- _MATERIAL SHOWN_:
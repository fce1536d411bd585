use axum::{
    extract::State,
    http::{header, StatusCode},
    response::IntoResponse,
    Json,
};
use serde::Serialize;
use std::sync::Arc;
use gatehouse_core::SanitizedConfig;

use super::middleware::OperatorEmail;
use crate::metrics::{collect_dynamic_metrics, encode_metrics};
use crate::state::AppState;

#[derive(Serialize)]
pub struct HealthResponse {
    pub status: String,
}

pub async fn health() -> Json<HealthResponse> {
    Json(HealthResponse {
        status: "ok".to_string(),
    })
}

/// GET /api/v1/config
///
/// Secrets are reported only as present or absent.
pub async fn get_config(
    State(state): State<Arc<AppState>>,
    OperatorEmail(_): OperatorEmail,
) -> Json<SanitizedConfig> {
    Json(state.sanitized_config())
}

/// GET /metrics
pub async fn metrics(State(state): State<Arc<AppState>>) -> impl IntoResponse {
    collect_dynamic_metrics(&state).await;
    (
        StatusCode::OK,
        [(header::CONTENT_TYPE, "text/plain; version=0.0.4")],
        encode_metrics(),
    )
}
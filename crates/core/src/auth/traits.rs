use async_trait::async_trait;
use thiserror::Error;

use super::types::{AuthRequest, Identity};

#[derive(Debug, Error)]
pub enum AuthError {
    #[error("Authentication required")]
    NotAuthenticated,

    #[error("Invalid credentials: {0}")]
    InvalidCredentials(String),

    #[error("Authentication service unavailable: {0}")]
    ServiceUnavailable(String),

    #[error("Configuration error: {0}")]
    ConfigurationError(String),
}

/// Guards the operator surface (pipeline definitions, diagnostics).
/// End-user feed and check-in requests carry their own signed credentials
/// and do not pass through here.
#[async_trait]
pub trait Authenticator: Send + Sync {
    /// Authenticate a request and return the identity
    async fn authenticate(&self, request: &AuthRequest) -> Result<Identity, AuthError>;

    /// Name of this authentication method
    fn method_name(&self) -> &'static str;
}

- _GOAL OF THE EXERCISE_: All of the material above should be restated verbatim.

- _PROBLEM SOLUTION_:
repository fce1536d411bd585
use axum::{
    extract::State,
    http::{header, StatusCode},
    response::IntoResponse,
    Json,
};
use serde::Serialize;
use std::sync::Arc;
use gatehouse_core::SanitizedConfig;

use super::middleware::OperatorEmail;
use crate::metrics::{collect_dynamic_metrics, encode_metrics};
use crate::state::AppState;

#[derive(Serialize)]
pub struct HealthResponse {
    pub status: String,
}

pub async fn health() -> Json<HealthResponse> {
    Json(HealthResponse {
        status: "ok".to_string(),
    })
}

/// GET /api/v1/config
///
/// Secrets are reported only as present or absent.
pub async fn get_config(
    State(state): State<Arc<AppState>>,
    OperatorEmail(_): OperatorEmail,
) -> Json<SanitizedConfig> {
    Json(state.sanitized_config())
}

/// GET /metrics
pub async fn metrics(State(state): State<Arc<AppState>>) -> impl IntoResponse {
    collect_dynamic_metrics(&state).await;
    (
        StatusCode::OK,
        [(header::CONTENT_TYPE, "text/plain; version=0.0.4")],
        encode_metrics(),
    )
}
filename crates/core/src/auth/traits.rs
use async_trait::async_trait;
use thiserror::Error;

use super::types::{AuthRequest, Identity};

#[derive(Debug, Error)]
pub enum AuthError {
    #[error("Authentication required")]
    NotAuthenticated,

    #[error("Invalid credentials: {0}")]
    InvalidCredentials(String),

    #[error("Authentication service unavailable: {0}")]
    ServiceUnavailable(String),

    #[error("Configuration error: {0}")]
    ConfigurationError(String),
}

/// Guards the operator surface (pipeline definitions, diagnostics).
/// End-user feed and check-in requests carry their own signed credentials
/// and do not pass through here.
#[async_trait]
pub trait Authenticator: Send + Sync {
    /// Authenticate a request and return the identity
    async fn authenticate(&self, request: &AuthRequest) -> Result<Identity, AuthError>;

    /// Name of this authentication method
    fn method_name(&self) -> &'static str;
}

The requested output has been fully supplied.